Exercise details: Scan the material that follows. Copy every line containing the word "directory".

↓

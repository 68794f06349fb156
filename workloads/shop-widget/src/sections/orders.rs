//! Order history list.

use clothshop_commerce::checkout::OrderSummary;
use clothshop_commerce::Currency;

use super::{html_escape, render_error_banner, RETRY_ORDERS_ACTION};

/// Render the shopper's orders, newest first as given.
pub fn render_order_history(orders: &[OrderSummary], currency: Currency) -> String {
    if orders.is_empty() {
        return r#"<p class="muted">No orders yet.</p>"#.to_string();
    }

    let rows: String = orders
        .iter()
        .map(|o| {
            let items = if o.count == 1 { "item" } else { "items" };
            format!(
                r#"<li class="row" data-order-id="{id}">
    <div>{id}</div>
    <div class="muted">{count} {items}</div>
    <div>{total}</div>
</li>"#,
                id = html_escape(o.order_id.as_str()),
                count = o.count,
                items = items,
                total = o.total.display(currency),
            )
        })
        .collect();

    format!(r#"<ul class="orders">{}</ul>"#, rows)
}

/// Banner shown when the order history fails to load.
pub fn render_orders_error(message: &str) -> String {
    render_error_banner("Unable to load orders", message, RETRY_ORDERS_ACTION)
}
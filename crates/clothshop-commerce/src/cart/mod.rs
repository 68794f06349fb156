//! Shopping cart module.
//!
//! Contains the cart line type, its identity key, and the cart store.

mod line;
mod store;

pub use line::{CartLine, LineKey, MAX_QUANTITY_PER_LINE};
pub use store::{CartEvent, CartStore, CartView};
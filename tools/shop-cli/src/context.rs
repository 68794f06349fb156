//! CLI execution context.

use std::path::{Path, PathBuf};
use std::time::Duration;

use anyhow::{bail, Context as _, Result};
use clothshop_data::HttpShopApi;
use shop_widget::WidgetConfig;

use crate::output::Output;

/// Config file names searched for, in order, from the working directory up.
pub const CONFIG_NAMES: [&str; 3] = ["shop.toml", ".shop.toml", "shop.json"];

const REQUEST_TIMEOUT: Duration = Duration::from_secs(10);

/// Execution context for CLI commands.
pub struct Context {
    /// Widget configuration.
    pub config: WidgetConfig,
    /// Where the config came from, if a file was used.
    pub config_path: Option<PathBuf>,
    /// Output handler.
    pub output: Output,
    /// Working directory.
    pub cwd: PathBuf,
}

impl Context {
    /// Load context from a config file and command-line overrides.
    pub fn load(config_path: Option<&str>, base_url: Option<&str>, output: Output) -> Result<Self> {
        let cwd = std::env::current_dir().context("Failed to get current directory")?;

        let (mut config, config_path) = match config_path {
            Some(path) => (WidgetConfig::load(path)?, Some(PathBuf::from(path))),
            None => match find_config(&cwd) {
                Some(path) => (WidgetConfig::load(&path)?, Some(path)),
                None => (WidgetConfig::default(), None),
            },
        };

        if let Some(url) = base_url {
            config = config.with_base_url(url);
        }

        Ok(Self {
            config,
            config_path,
            output,
            cwd,
        })
    }

    /// Client for the configured server.
    pub fn api(&self) -> Result<HttpShopApi> {
        if self.config.api.base_url.trim().is_empty() {
            bail!("No server configured: pass --base-url or set api.base_url in shop.toml");
        }
        HttpShopApi::with_timeout(self.config.api.clone(), REQUEST_TIMEOUT)
            .context("Failed to create HTTP client")
    }

    /// Resolve a path relative to the working directory.
    pub fn resolve_path(&self, path: &str) -> PathBuf {
        if Path::new(path).is_absolute() {
            PathBuf::from(path)
        } else {
            self.cwd.join(path)
        }
    }
}

/// Find a config file in the directory tree.
fn find_config(start: &Path) -> Option<PathBuf> {
    let mut current = start.to_path_buf();
    loop {
        for name in &CONFIG_NAMES {
            let candidate = current.join(name);
            if candidate.is_file() {
                return Some(candidate);
            }
        }

        if !current.pop() {
            return None;
        }
    }
}
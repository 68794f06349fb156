//! The widget's view of the shop server.

use std::rc::Rc;

use async_trait::async_trait;
use clothshop_commerce::catalog::Product;
use clothshop_commerce::checkout::{CheckoutRequest, CheckoutResponse, OrderSummary};

/// Error type for fetch operations.
#[derive(Debug, Clone, PartialEq, Eq, thiserror::Error)]
pub enum FetchError {
    #[error("HTTP error: {status} for {url}")]
    Http { status: u16, url: String },

    #[error("Timeout: {0}")]
    Timeout(String),

    #[error("Connection error: {0}")]
    Connection(String),

    #[error("Deserialization error: {0}")]
    Deserialization(String),

    #[error("Invalid URL: {0}")]
    InvalidUrl(String),

    #[error("Request error: {0}")]
    Request(String),
}

impl FetchError {
    /// Short text for inline banners and alerts.
    pub fn user_message(&self) -> String {
        match self {
            FetchError::Http { status, .. } => format!("the server answered {}", status),
            FetchError::Timeout(_) => "the server took too long to answer".to_string(),
            FetchError::Connection(_) => "the server could not be reached".to_string(),
            FetchError::Deserialization(_) => "the server sent an unexpected reply".to_string(),
            FetchError::InvalidUrl(_) | FetchError::Request(_) => {
                "the request could not be sent".to_string()
            }
        }
    }
}

impl From<serde_json::Error> for FetchError {
    fn from(e: serde_json::Error) -> Self {
        FetchError::Deserialization(e.to_string())
    }
}

/// Calls the widget makes to the shop server.
///
/// Futures are not `Send`: the widget runs on the page's single UI thread.
#[async_trait(?Send)]
pub trait ShopApi {
    /// `GET` the full product list.
    async fn fetch_products(&self) -> Result<Vec<Product>, FetchError>;

    /// `POST` a checkout. A decoded `ok: false` reply is `Ok`.
    async fn submit_checkout(
        &self,
        request: &CheckoutRequest,
    ) -> Result<CheckoutResponse, FetchError>;

    /// `GET` the shopper's order history.
    async fn fetch_orders(&self) -> Result<Vec<OrderSummary>, FetchError>;
}

#[async_trait(?Send)]
impl<T: ShopApi + ?Sized> ShopApi for Rc<T> {
    async fn fetch_products(&self) -> Result<Vec<Product>, FetchError> {
        (**self).fetch_products().await
    }

    async fn submit_checkout(
        &self,
        request: &CheckoutRequest,
    ) -> Result<CheckoutResponse, FetchError> {
        (**self).submit_checkout(request).await
    }

    async fn fetch_orders(&self) -> Result<Vec<OrderSummary>, FetchError> {
        (**self).fetch_orders().await
    }
}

↑

Task solution:
/// Config file names searched for, in order, from the working directory up.
    /// Working directory.
        let cwd = std::env::current_dir().context("Failed to get current directory")?;
    /// Resolve a path relative to the working directory.
/// Find a config file in the directory tree.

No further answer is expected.